Sesshoumaru parou o cavalo em frente à entrada do palácio e saltou ágil e ligeiro da sela. Raiden, seu grande amigo, esperava-o. Entraram juntos no palácio enquanto Irldar levava os cavalos para os estábulos.
- Naraku chegará aqui em menos de duas horas. Não temos outra solução senão utilizar o Ceptro — disse Raiden — E é claro, serás tu quem o empunhará.
- Claro... — murmurou indistintativamente Sesshoumaru — Raiden, preciso de um lugar sossegado onde passa escrever uma carta para a minha filha.
Raiden olhou-o um pouco espantado, mas apressou-se a arranjar uma pequena e sossegada divisão onde Sesshoumaru pudesse escrever a carta.

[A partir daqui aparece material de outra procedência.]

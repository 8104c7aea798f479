//! Billing [`Subscription`] definitions.

use common::DateTime;
use derive_more::From;
use juniper::{graphql_object, GraphQLEnum, GraphQLObject};
use service::{domain::user::subscription, infra::billing};

use crate::Context;

/// Billing subscription of a landlord, priced per managed unit.
#[derive(Clone, Debug, From)]
pub struct Subscription(subscription::Subscription);

/// Billing subscription of a landlord, priced per managed unit.
#[graphql_object(name = "BillingSubscription", context = Context)]
impl Subscription {
    /// ID of this `BillingSubscription` at the billing provider.
    pub fn provider_id(&self) -> String {
        self.0.id.to_string()
    }

    /// Current status of this `BillingSubscription`.
    pub fn status(&self) -> Status {
        self.0.status.into()
    }

    /// Number of units this `BillingSubscription` is paid for.
    pub fn quantity(&self) -> i32 {
        i32::try_from(self.0.quantity).unwrap_or(i32::MAX)
    }

    /// `DateTime` when this `BillingSubscription` was last changed.
    pub fn updated_at(&self) -> DateTime {
        self.0.updated_at.coerce()
    }
}

/// Created `BillingSubscription` awaiting approval by the payer.
#[derive(Clone, Debug, GraphQLObject)]
#[graphql(name = "BillingApproval")]
pub struct Approval {
    /// ID of the created `BillingSubscription` at the billing provider.
    pub provider_id: String,

    /// URL the payer approves the `BillingSubscription` at.
    pub approval_url: String,
}

impl From<billing::Approval> for Approval {
    fn from(approval: billing::Approval) -> Self {
        let billing::Approval {
            subscription_id,
            approval_url,
        } = approval;
        Self {
            provider_id: subscription_id.to_string(),
            approval_url,
        }
    }
}

/// Status of a `BillingSubscription`.
#[derive(Clone, Copy, Debug, GraphQLEnum)]
#[graphql(name = "BillingSubscriptionStatus")]
pub enum Status {
    /// Created, awaiting approval by the payer.
    ApprovalPending,

    /// Approved and billed.
    Active,

    /// Cancelled by the payer or the provider.
    Cancelled,

    /// Last payment was denied.
    PaymentDenied,
}

impl From<subscription::Status> for Status {
    fn from(status: subscription::Status) -> Self {
        use subscription::Status as S;
        match status {
            S::ApprovalPending => Self::ApprovalPending,
            S::Active => Self::Active,
            S::Cancelled => Self::Cancelled,
            S::PaymentDenied => Self::PaymentDenied,
        }
    }
}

Era uma carta em que explicava tudo o que achou importante. Enfiou-a num subrescrito e endereçou-a à filha. Depois lacrou o envelope e entregou-o a Raiden.
- Dá-lo a Rin com as seguintes palavras: só deve ser entregue quando a nossa filha souber toda a verdade e estiver decidida a viver neste Mundo, como estou certo que acontecerá — recomendou Sesshoumaru — E, Raiden, onegai não a tragas já para este Mundo. Deixa-a ficar a viver com Rin até que ela tenha a idade e a sabedoria suficientes para saber a verdade.
- Não te preocupes, meu amigo — respondeu Raiden.
E ficou ainda algum tempo calado até que por fim ganhou coragem suficiente para formular a pergunta que invadira toda a sua mente.
- Tiveste algum sinal? Os sonhos avisaram-te?
- Lie. Mas senti-o assim que calquei o chão dourado de Caladmirion. O meu tempo está a chegar ao fim.
Raiden não respondeu. Tinha pena de perder o amigo, mas se a sua hora chegara então não havia nada a fazer. Sesshoumaru, embora fosse ainda muito jovem, era considerado sábio. Se ele sentira o tempo a findar, era porque brevemente a sua alma voaria livre pelo o Mundo. E Raiden sorriu. Um dia as suas almas voariam juntas nessa que é a última grande aventura que espera todos os seres vivos: a morte.